Published in final edited form as: Facial Plast Surg Clin North Am. 2023 May;31(2):171–181. doi: 10.1016/j.fsc.2023.01.002

Table 2.

Methods of tissue debridement

Types of
Debridement
Description
Surgical debridement Removes necrotic tissues via sharp surgical excision, typically with cold instruments either at bedside or in the operating room. Most effective form of debridement but results in most underlying tissue damage.
Mechanical debridement Removes debris by physical force. Most common type is wet-to-dry dressings that should also include wound irrigation with either normal saline or antibiotic irrigations.

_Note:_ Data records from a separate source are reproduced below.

//! Explicit request payloads.
//!
//! A `Body` is the `body` object of a request. How it is written depends on
//! the resolved content type; see `HttpRequest::write_body`.

use std::fmt;
use std::io::{self, Read};
use std::sync::{Arc, Mutex};

use bytes::Bytes;
use serde_json::Value;

type SharedReader = Arc<Mutex<Option<Box<dyn Read + Send>>>>;

/// The payload of a request that is not built from form parameters.
#[derive(Clone)]
pub enum Body {
    /// Written verbatim.
    Bytes(Bytes),
    /// Copied through verbatim. Single use, like an attachment.
    Stream(SharedReader),
    /// Encoded with the charset of the content type, or by the codec when the
    /// content type is JSON or XML.
    Text(String),
    /// Encoded by the request's codec.
    Json(Value),
}

impl Body {
    /// A streaming body. The reader is consumed by the first write.
    pub fn stream<R>(reader: R) -> Self
    where
        R: Read + Send + 'static,
    {
        Body::Stream(Arc::new(Mutex::new(Some(Box::new(reader)))))
    }

    /// Short type name used in error messages.
    pub fn type_name(&self) -> &'static str {
        match self {
            Body::Bytes(_) => "bytes",
            Body::Stream(_) => "stream",
            Body::Text(_) => "text",
            Body::Json(_) => "json",
        }
    }

    pub(crate) fn take_stream(reader: &SharedReader) -> io::Result<Box<dyn Read + Send>> {
        let mut slot = reader
            .lock()
            .map_err(|_| io::Error::other("body stream lock poisoned"))?;
        slot.take()
            .ok_or_else(|| io::Error::new(io::ErrorKind::InvalidInput, "body stream already consumed"))
    }
}

impl fmt::Debug for Body {
    fn fmt(&self, f: &mut fmt::Formatter<'_>) -> fmt::Result {
        match self {
            Body::Bytes(b) => f.debug_tuple("Body::Bytes").field(&b.len()).finish(),
            Body::Stream(_) => f.write_str("Body::Stream"),
            Body::Text(s) => f.debug_tuple("Body::Text").field(s).finish(),
            Body::Json(v) => f.debug_tuple("Body::Json").field(v).finish(),
        }
    }
}

impl PartialEq for Body {
    fn eq(&self, other: &Self) -> bool {
        match (self, other) {
            (Body::Bytes(a), Body::Bytes(b)) => a == b,
            (Body::Stream(a), Body::Stream(b)) => Arc::ptr_eq(a, b),
            (Body::Text(a), Body::Text(b)) => a == b,
            (Body::Json(a), Body::Json(b)) => a == b,
            _ => false,
        }
    }
}

impl From<Vec<u8>> for Body {
    fn from(v: Vec<u8>) -> Self {
        Body::Bytes(Bytes::from(v))
    }
}

impl From<&'static [u8]> for Body {
    fn from(v: &'static [u8]) -> Self {
        Body::Bytes(Bytes::from_static(v))
    }
}

impl From<Bytes> for Body {
    fn from(b: Bytes) -> Self {
        Body::Bytes(b)
    }
}

impl From<String> for Body {
    fn from(s: String) -> Self {
        Body::Text(s)
    }
}

impl From<&str> for Body {
    fn from(s: &str) -> Self {
        Body::Text(s.to_string())
    }
}

impl From<Value> for Body {
    fn from(v: Value) -> Self {
        Body::Json(v)
    }
}
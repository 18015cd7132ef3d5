//! Blocking [`Transport`] backed by `ureq`.
//!
//! # Design
//! A fresh agent is configured per fetch from the request's timeout and
//! redirect flag. Status codes never become errors here; the response gate
//! lives in `HttpResponse::succeed`. The body is rendered once and the same
//! bytes are resent on every retry attempt.

use std::io::{self, Read};
use std::sync::{Arc, OnceLock};

use fluent_http::{
    with_retries, BufferedResponse, Error, HttpRequest, Result, Transport, TransportResponse,
};
use tracing::debug;
use ureq::http;

/// Redirect limit used when a request follows redirects.
pub const DEFAULT_MAX_REDIRECTS: u32 = 10;

#[derive(Debug, Clone)]
pub struct UreqTransport {
    max_redirects: u32,
}

impl Default for UreqTransport {
    fn default() -> Self {
        Self {
            max_redirects: DEFAULT_MAX_REDIRECTS,
        }
    }
}

impl UreqTransport {
    pub fn new() -> Self {
        Self::default()
    }

    /// Redirect limit for requests that follow redirects.
    pub fn max_redirects(mut self, max_redirects: u32) -> Self {
        self.max_redirects = max_redirects;
        self
    }

    fn agent(&self, request: &HttpRequest) -> ureq::Agent {
        let max_redirects = if request.follows_redirects() {
            self.max_redirects
        } else {
            0
        };
        ureq::Agent::config_builder()
            .http_status_as_error(false)
            .max_redirects(max_redirects)
            .max_redirects_will_error(false)
            .timeout_global(request.timeout_duration())
            .build()
            .new_agent()
    }

    fn send(&self, agent: &ureq::Agent, request: &HttpRequest, url: &str, body: &[u8]) -> Result<BufferedResponse> {
        let mut builder = http::Request::builder()
            .method(request.http_method().as_str())
            .uri(url);
        for (name, value) in request.wire_headers() {
            builder = builder.header(name, value);
        }

        let sent = if body.is_empty() {
            agent.run(builder.body(()).map_err(invalid_request)?)
        } else {
            agent.run(builder.body(body).map_err(invalid_request)?)
        };
        let response = sent.map_err(from_ureq)?;

        let status = response.status().as_u16();
        let headers = response
            .headers()
            .iter()
            .map(|(name, value)| {
                (
                    name.as_str().to_string(),
                    String::from_utf8_lossy(value.as_bytes()).into_owned(),
                )
            })
            .collect();

        let mut content = Vec::new();
        response
            .into_body()
            .into_reader()
            .read_to_end(&mut content)
            .map_err(from_body_io)?;

        debug!(status, bytes = content.len(), "received response");
        Ok(BufferedResponse::new(status, headers, content))
    }
}

impl Transport for UreqTransport {
    fn fetch(&self, request: &HttpRequest) -> Result<Box<dyn TransportResponse>> {
        let url = request.url_string()?;
        let body = request.body_bytes()?;
        let agent = self.agent(request);

        let response = with_retries(request.retry_count(), |attempt| {
            debug!(attempt, method = %request.http_method(), %url, "sending request");
            self.send(&agent, request, &url, &body)
        })?;
        Ok(Box::new(response))
    }
}

/// A request bound to a process-wide default [`UreqTransport`].
pub fn request() -> HttpRequest {
    static DEFAULT: OnceLock<Arc<UreqTransport>> = OnceLock::new();
    let transport = DEFAULT.get_or_init(|| Arc::new(UreqTransport::new())).clone();
    HttpRequest::new(transport)
}

fn invalid_request(err: http::Error) -> Error {
    io::Error::new(io::ErrorKind::InvalidInput, err).into()
}

fn from_ureq(err: ureq::Error) -> Error {
    match err {
        ureq::Error::Timeout(which) => {
            io::Error::new(io::ErrorKind::TimedOut, format!("request timed out ({which:?})")).into()
        }
        ureq::Error::Io(e) => e.into(),
        other => io::Error::other(other).into(),
    }
}

/// Body reads surface ureq failures wrapped in an `io::Error`; unwrap them so
/// a timeout keeps its kind.
fn from_body_io(err: io::Error) -> Error {
    let is_ureq_timeout = err
        .get_ref()
        .and_then(|inner| inner.downcast_ref::<ureq::Error>())
        .is_some_and(|inner| matches!(inner, ureq::Error::Timeout(_)));
    if is_ureq_timeout {
        io::Error::new(io::ErrorKind::TimedOut, err.to_string()).into()
    } else {
        err.into()
    }
}
use tokio::net::TcpListener;
use tracing::info;

#[tokio::main]
async fn main() -> Result<(), std::io::Error> {
    tracing_subscriber::fmt::init();

    let port = std::env::var("PORT").unwrap_or_else(|_| "3000".to_string());
    let addr = format!("127.0.0.1:{port}");
    let listener = TcpListener::bind(&addr).await?;
    info!(%addr, "listening");
    mock_server::run(listener).await
}
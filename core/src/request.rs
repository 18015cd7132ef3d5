//! The immutable request builder.
//!
//! # Design
//! `HttpRequest` is a plain value. Every mutator borrows `self` and returns a
//! modified copy; the parameter and header maps, hooks, codec, and transport
//! sit behind `Arc`s, so a copy shares everything it did not change and a
//! changed map is cloned on write. A request can therefore be stored as a
//! template and specialized freely from many threads.
//!
//! The request also decides how its parameters travel. The resolved content
//! type (explicit, else inferred from the body, the method, and the presence
//! of attachments) routes each parameter either into the url query string or
//! into a urlencoded or multipart body.

use std::borrow::Cow;
use std::fmt;
use std::io::{self, Write};
use std::sync::Arc;
use std::time::Duration;

use base64::engine::general_purpose::STANDARD as BASE64;
use base64::Engine;
use indexmap::IndexMap;
use serde::Serialize;
use serde_json::Value;
use tracing::{debug, enabled, Level};

use crate::body::Body;
use crate::codec::{self, Codec, JsonCodec};
use crate::error::{CodecError, Error, HttpException, Result};
use crate::http::{self, HttpMethod, APPLICATION_JSON, FORM_URLENCODED};
use crate::multipart::{self, MultipartWriter};
use crate::param::{BinaryAttachment, Param, ParamValue};
use crate::query::QueryBuilder;
use crate::response::HttpResponse;
use crate::transport::Transport;

/// Transform applied to a request immediately before dispatch.
pub type Preflight = Arc<dyn Fn(HttpRequest) -> HttpRequest + Send + Sync>;

/// Transform applied to a response immediately after dispatch.
pub type Postflight = Arc<dyn Fn(HttpResponse) -> HttpResponse + Send + Sync>;

/// Maps a protocol failure to the error returned by `succeed()`.
pub type ErrorTranslator = Arc<dyn Fn(HttpException) -> Error + Send + Sync>;

/// Longest body preview written to the debug log.
const BODY_LOG_LIMIT: usize = 1024;

/// Immutable definition of a request.
#[derive(Clone)]
pub struct HttpRequest {
    transport: Arc<dyn Transport>,
    method: HttpMethod,
    url: Option<String>,
    params: Arc<IndexMap<String, ParamValue>>,
    headers: Arc<IndexMap<String, String>>,
    content_type: Option<String>,
    body: Option<Body>,
    timeout: Duration,
    retries: u32,
    follow_redirects: bool,
    preflight: Option<Preflight>,
    postflight: Option<Postflight>,
    codec: Arc<dyn Codec>,
    error_translator: Option<ErrorTranslator>,
    boundary: Arc<str>,
}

Results in moderate amount of tissue damage.
Autolytic debridement Relies on innate proteolytic enzymes to break down and liquefy necrotic debris by placing an occlusive or semiocclusive dressing over the wound for 2 to 3 d while the enzymatic process takes place. Less effective at wound debridement, but is the gentlest method for underlying tissues. This method is not appropriate for highly exudative, infected or deep wounds.
Enzymatic debridement Exogenous enzymes such as papain-urea cream or collagenase ointment are applied topically to digest and break down necrotic debris. This method is slightly harsher than autolytic debridement, but debrides tissues slightly faster.